Wenn man seinen Hund ertränken will, muss man ihn der Tollwut anklagen.
In Sachen Russische Föderation ist mittels diverser und nie belegter Anschuldigungen über Jahre der Boden dafür bereitet worden, dass man heute alles über dieses Land sagen und unbewiesen behaupten kann, was man will. Und je weniger zu belegen ist, umso mehr neue Behauptungen werden inszeniert: Immer klarer wird schließlich, dass der russischen Regierung alles zuzutrauen ist. Die nicht funktionierenden Giftmorde mit anschließender Ausreisegenehmigung für den Vierteltoten ins Regierungskrankenhaus des Gegners, die Entsorgung des vom Westen animierten Angriffskriegs Georgiens gegen russische Einheiten auf dem Konto Russlands, die Darstellung der faktischen Beendigung der westlichen Aggression gegen Syrien als wahlloses Bombardieren von Aleppo, das Schlagwort „Grosny“ ohne Kontext der islamistisch-terroristischen Bedrohungslage oder das Butscha-Fake (das in der Sache aus den Medien verschwunden ist und im Hoffen auf die übliche Vergesslichkeit und Kurzlebigkeit von Meldungen nur noch als „eines der Kriegsverbrechen“ in den Hinterköpfen zu bleiben hat) haben allesamt Anzeichen der Tollwut des Hundes zu sein. Dann ist egal, mit welch treuen Augen er kerngesund um Gnade winselt: Die Wanne ist voll, die Handschuhe sind übergestreift, Atteste des Tierarztes sind Fakes.

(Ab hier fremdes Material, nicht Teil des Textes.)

//! Subprocess execution utilities.
//!
//! The toolchain is opaque to us: we trust its exit status and keep its
//! combined stdout+stderr for the report, nothing more.

use std::collections::HashMap;
use std::ffi::OsStr;
use std::path::{Path, PathBuf};
use std::process::{Command, Stdio};

use anyhow::{Context, Result};

/// What a finished subprocess left behind.
#[derive(Debug, Clone)]
pub struct CapturedOutput {
    /// Whether the process exited successfully.
    pub success: bool,
    /// Combined stdout and stderr, lossily decoded.
    pub output: String,
}

/// Builder for subprocess execution with captured output.
#[derive(Debug, Clone)]
pub struct ProcessBuilder {
    program: PathBuf,
    args: Vec<String>,
    env: HashMap<String, String>,
    cwd: Option<PathBuf>,
}

impl ProcessBuilder {
    /// Create a new process builder for the given program.
    pub fn new(program: impl AsRef<Path>) -> Self {
        ProcessBuilder {
            program: program.as_ref().to_path_buf(),
            args: Vec::new(),
            env: HashMap::new(),
            cwd: None,
        }
    }

    /// Add a single argument.
    pub fn arg(mut self, arg: impl AsRef<OsStr>) -> Self {
        self.args.push(arg.as_ref().to_string_lossy().into_owned());
        self
    }

    /// Add multiple arguments.
    pub fn args<I, S>(mut self, args: I) -> Self
    where
        I: IntoIterator<Item = S>,
        S: AsRef<OsStr>,
    {
        self.args.extend(
            args.into_iter()
                .map(|s| s.as_ref().to_string_lossy().into_owned()),
        );
        self
    }

    /// Set an environment variable.
    pub fn env(mut self, key: impl AsRef<str>, value: impl AsRef<str>) -> Self {
        self.env
            .insert(key.as_ref().to_string(), value.as_ref().to_string());
        self
    }

    /// Set the working directory.
    pub fn cwd(mut self, cwd: impl AsRef<Path>) -> Self {
        self.cwd = Some(cwd.as_ref().to_path_buf());
        self
    }

    /// Display the command for logs and error messages.
    pub fn display_command(&self) -> String {
        let mut parts = vec![self.program.display().to_string()];
        parts.extend(self.args.iter().cloned());
        parts.join(" ")
    }

    /// Run the command to completion, capturing combined output.
    ///
    /// A non-zero exit is an ordinary result (`success: false`), not an
    /// error; `Err` means the process could not be run at all.
    pub fn run_captured(&self) -> Result<CapturedOutput> {
        let mut cmd = Command::new(&self.program);
        cmd.args(&self.args)
            .stdin(Stdio::null())
            .stdout(Stdio::piped())
            .stderr(Stdio::piped());

        for (key, value) in &self.env {
            cmd.env(key, value);
        }
        if let Some(ref cwd) = self.cwd {
            cmd.current_dir(cwd);
        }

        let out = cmd
            .output()
            .with_context(|| format!("failed to run `{}`", self.display_command()))?;

        let mut output = String::from_utf8_lossy(&out.stdout).into_owned();
        let stderr = String::from_utf8_lossy(&out.stderr);
        if !stderr.is_empty() {
            if !output.is_empty() && !output.ends_with('\n') {
                output.push('\n');
            }
            output.push_str(&stderr);
        }

        Ok(CapturedOutput {
            success: out.status.success(),
            output,
        })
    }
}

Wer einfach behaupten darf und nie um Beweise bemüht sein muss, weil – frei nach Hegel – die (mediale) Realität ohne Wirklichkeit auskommt, der hat auch die Definitionshoheit über die russischen Kriegsziele in der Ukraine. Dazu muss man nicht lesen, was Präsident Wladimir Putin am 24. Februar dazu gesagt hat: „Schutz der Menschen vor einem Genozid des Kiewer Regimes, Entmilitarisierung, Entnazifizierung, Unterstützung der Volksrepubliken, Verteidigung der Krim“. Von einer Unterwerfung der Ukraine war nicht die Rede.
Das passt so gar nicht zu dem, was hierzulande als russische Kriegsziele zu gelten hat. Anders als im Kreml wusste man in deutschen Medien nämlich schon am 27. Februar, dass Russlands Armee nicht so recht vorankommt, weil nach drei Tagen Kiew noch nicht gefallen war. Der Rückzug der Panzerkolonnen aus der Umgebung Kiews ein paar Wochen später war die nächste Pleite Russlands – und nicht etwa die selbst für Laien einfach nachvollziehbare Finte, große Teile der ukrainischen Armee in der Hauptstadt zu binden, um dann deren Reste im Osten einfacher umzingeln zu können. Kleinere Erfolgsmeldungen der ukrainischen Armee verfolgen nur den Zweck der Verlängerung eines ohne direktes Eingreifen der NATO längst verlorenen Krieges.
NATO-Verbände haben vom 24. März bis zum 10. Juni 1999 in 78 Tagen nach eigenen Angaben 28.000 Sprengkörper auf Serbien abgeworfen, dessen Territorium kaum ein Sechstel der Größe der Ukraine umfasst. Serbien war nicht über Jahre massiv hochgerüstet worden; und da es nicht zum Bodenkrieg kam, musste die NATO auch nicht gegen Millionen in Volkssturm-Manier agierende 16- bis 60-Jährige kämpfen oder sich gegen mit Artilleriegeschützen in Wohnblöcken verschanzte Nationalisten und Faschisten durchzusetzen versuchen, die wie in Mariupol die eigene Bevölkerung als Geisel nehmen.
Die 78 Tage sind im Falle des Eingreifens von Russlands Armeen in der Ukraine am 13. Mai erreicht. Dann wird das nächste von westlichen Medien gesteckte russische Kriegsziel verpasst sein – der Tag, an dem Selenskis Kopf auf dem Roten Platz präsentiert werden sollte, war dem Kreml natürlich für den 9. Mai diktiert worden.